10/10/12 22:01:57 W4OQO5910 BE:700445243-PLT(12001)
古代日本では、女性の地位は比較的高く、女王や巫女としてクニを治める女性たちもいたが、それは決して古代のヤマトが男女平等であったことを意味しない。
天皇も摂関も将軍も男性が多く、重要な例外はあったものの、権力を行使する領域はほぼ男性に占められていた。
平安時代後期には仏教思想を背景に女性を不浄と見る価値観が広がり(但し、仏教自体に男尊女卑の思想があるわけではなく、
修行僧向けの訓戒として淫蕩の弊害が説かれている事が、女性嫌悪的に解釈された)、中世においては武士社会を中心に、男尊女卑の風潮が広まった。
江戸時代になると、儒学(朱子学)が徳川将軍家の下で隆盛を極め、その教えを基にした身分制度が確立されたことで、女性の地位の低下が決定的になった。

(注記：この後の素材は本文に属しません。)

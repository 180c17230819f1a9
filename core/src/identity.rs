//! Boss identity normalization
//!
//! The upstream feed reports every infected-class encounter under the single
//! raw name `infected`, covering both the guaranteed horde events and the
//! rare roaming variant. The spawn probability is the only signal separating
//! the two, so the display identity is derived from it here and nowhere else.
//!
//! This must be applied on BOTH sides of any comparison (old vs. new
//! snapshot). Comparing a normalized name against a raw one breaks the diff
//! engine and every dedup key downstream.

/// Raw name the upstream feed uses for both infected variants.
const INFECTED_RAW: &str = "infected";

/// Identity for the guaranteed (chance == 1.0) variant.
const INFECTED_COMMON: &str = "Infected";

/// Identity for the rare roaming (chance < 1.0) variant.
const INFECTED_RARE: &str = "Infected (Rare)";

/// Resolve a raw boss name into its stable display identity.
///
/// Only `"infected"` is ambiguous: a spawn chance strictly below 1.0 selects
/// the rare variant, exactly 1.0 the common one. All other names pass
/// through unchanged. Pure and idempotent.
pub fn normalize_boss_name(raw: &str, spawn_chance: f64) -> &str {
    if raw == INFECTED_RAW {
        if spawn_chance < 1.0 {
            INFECTED_RARE
        } else {
            INFECTED_COMMON
        }
    } else {
        raw
    }
}

#[cfg(test)]
mod tests {
    use super::*;

    #[test]
    fn passthrough_for_unambiguous_names() {
        assert_eq!(normalize_boss_name("Killa", 0.3), "Killa");
        assert_eq!(normalize_boss_name("Reshala", 1.0), "Reshala");
        assert_eq!(normalize_boss_name("", 0.5), "");
    }

    #[test]
    fn infected_splits_on_spawn_chance() {
        assert_eq!(normalize_boss_name("infected", 0.35), "Infected (Rare)");
        assert_eq!(normalize_boss_name("infected", 1.0), "Infected");
    }

    #[test]
    fn boundary_at_exactly_one_is_common() {
        // Strict `<` for the rare branch; 1.0 itself is NOT rare.
        assert_eq!(normalize_boss_name("infected", 0.999), "Infected (Rare)");
        assert_eq!(normalize_boss_name("infected", 1.0), "Infected");
    }

    #[test]
    fn normalization_is_idempotent() {
        for chance in [0.0, 0.5, 0.999, 1.0] {
            let once = normalize_boss_name("infected", chance);
            assert_eq!(normalize_boss_name(once, chance), once);

            let plain = normalize_boss_name("Shturman", chance);
            assert_eq!(normalize_boss_name(plain, chance), plain);
        }
    }

    #[test]
    fn case_sensitive_raw_name() {
        // Only the exact lowercase raw name is remapped; a display-cased
        // "Infected" coming back through is left alone (idempotence).
        assert_eq!(normalize_boss_name("Infected", 0.5), "Infected");
    }
}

基本的に武家社会においては女性には家督は認められず、家系図などにも女性の名前は大抵しるされず、「女」とのみ記されている場合が多い。
そのため有力大名など一部を除いて、女性については調べるのは容易ではなく、名前すら判明しない者が多い。武家社会の中では、女性は後取りを生み出すためだけの存在とされ、
実際には夫が不妊であった場合でも常に女性に責任が押し付けられ、「石女」「不産女(うまずめ)」と非難された。縦え子供を産んでも、後取りとなる息子を産まない場合は、非難の対象となった。
なお、江戸時代でも武士社会ではなく農村社会では、全員が重要な働き手であるため農業も分担されていた。漁村では女の働きが重要であったため特に女性の地位が高く、
例えば志摩の漁村ではアワビやサザエを採る海女が一家の大黒柱であり、夫は漁場まで舟を漕ぎ、妻の命綱を握るという補助的な仕事を担っていた。

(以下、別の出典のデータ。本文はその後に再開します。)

use async_trait::async_trait;
use aws_sdk_s3::primitives::ByteStream;
use aws_sdk_s3::Client;

use crate::config::get_config;
use crate::error::AppError;
use crate::services::store::{ObjectInfo, ObjectStore, StoredObject};

/// S3-backed object store. Buckets are passed per call because the workflow
/// spans a raw and a processed bucket.
#[derive(Clone)]
pub struct S3Store {
    client: Client,
}

impl S3Store {
    pub async fn new() -> Self {
        let config = get_config();

        let credentials = aws_sdk_s3::config::Credentials::new(
            config.aws_access_key_id.clone(),
            config.aws_secret_access_key.clone(),
            None,
            None,
            "manual_config",
        );

        let region = aws_sdk_s3::config::Region::new(config.aws_region.clone());

        let mut s3_config_builder = aws_sdk_s3::config::Builder::new()
            .behavior_version(aws_sdk_s3::config::BehaviorVersion::latest())
            .region(region)
            .credentials_provider(credentials);

        if let Some(endpoint) = &config.aws_endpoint_url {
            // Path-style addressing is required for LocalStack/MinIO.
            s3_config_builder = s3_config_builder
                .endpoint_url(endpoint)
                .force_path_style(true);
        }

        Self {
            client: Client::from_conf(s3_config_builder.build()),
        }
    }
}

#[async_trait]
impl ObjectStore for S3Store {
    async fn get_object(&self, bucket: &str, key: &str) -> Result<StoredObject, AppError> {
        let resp = self
            .client
            .get_object()
            .bucket(bucket)
            .key(key)
            .send()
            .await
            .map_err(|e| {
                let service_err = e.into_service_error();
                if service_err.is_no_such_key() {
                    AppError::NotFound("File not found in storage".to_string())
                } else {
                    eprintln!("S3 Download Error: {:?}", service_err);
                    AppError::InternalServerError(format!(
                        "Failed to download s3://{}/{}: {}",
                        bucket, key, service_err
                    ))
                }
            })?;

        let content_type = resp.content_type().map(|s| s.to_string());
        let etag = resp.e_tag().map(|s| s.trim_matches('"').to_string());

        let data = resp.body.collect().await.map_err(|e| {
            eprintln!("S3 Body Error: {:?}", e);
            AppError::InternalServerError("Failed to read S3 body".to_string())
        })?;

        Ok(StoredObject {
            data: data.into_bytes().to_vec(),
            content_type,
            etag,
        })
    }

    async fn put_object(
        &self,
        bucket: &str,
        key: &str,
        data: Vec<u8>,
        content_type: &str,
    ) -> Result<(), AppError> {
        self.client
            .put_object()
            .bucket(bucket)
            .key(key)
            .body(ByteStream::from(data))
            .content_type(content_type)
            .send()
            .await
            .map_err(|e| {
                eprintln!("S3 Upload Error: {:?}", e);
                AppError::InternalServerError(format!(
                    "Failed to upload s3://{}/{}: {}",
                    bucket,
                    key,
                    e.into_service_error()
                ))
            })?;

        Ok(())
    }

    async fn head_object(&self, bucket: &str, key: &str) -> Result<ObjectInfo, AppError> {
        let resp = self
            .client
            .head_object()
            .bucket(bucket)
            .key(key)
            .send()
            .await
            .map_err(|e| {
                let service_err = e.into_service_error();
                if service_err.is_not_found() {
                    AppError::NotFound("File not found in storage".to_string())
                } else {
                    eprintln!("S3 Head Error: {:?}", service_err);
                    AppError::InternalServerError(format!(
                        "Failed to stat s3://{}/{}: {}",
                        bucket, key, service_err
                    ))
                }
            })?;

        Ok(ObjectInfo {
            size: resp.content_length().unwrap_or(0),
            etag: resp.e_tag().map(|s| s.trim_matches('"').to_string()),
        })
    }

    async fn delete_object(&self, bucket: &str, key: &str) -> Result<(), AppError> {
        self.client
            .delete_object()
            .bucket(bucket)
            .key(key)
            .send()
            .await
            .map_err(|e| {
                eprintln!("S3 Delete Error: {}", e);
                AppError::InternalServerError(format!(
                    "Failed to delete s3://{}/{}",
                    bucket, key
                ))
            })?;

        Ok(())
    }
}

東北地方の漁村などでは長子が男女に関らず優先的に相続権を持つ(姉家督)慣行も見られる。庶民の間では、俗にいう「かかあ天下」という風潮も一般的だった地方もある[1]。
「夜這」などの風習があった農村部でも夜這の最終決定権は女性にある事が多かった[2]という説もある。しかし、支配階級である武士社会が男性を尊んで女性を蔑んだために、
庶民であっても息子を多く産むことは重要であったし、公的な領域では男性がより広い活動権を与えられ、村の自治でも男性が指導的な地位に立つことが多かった。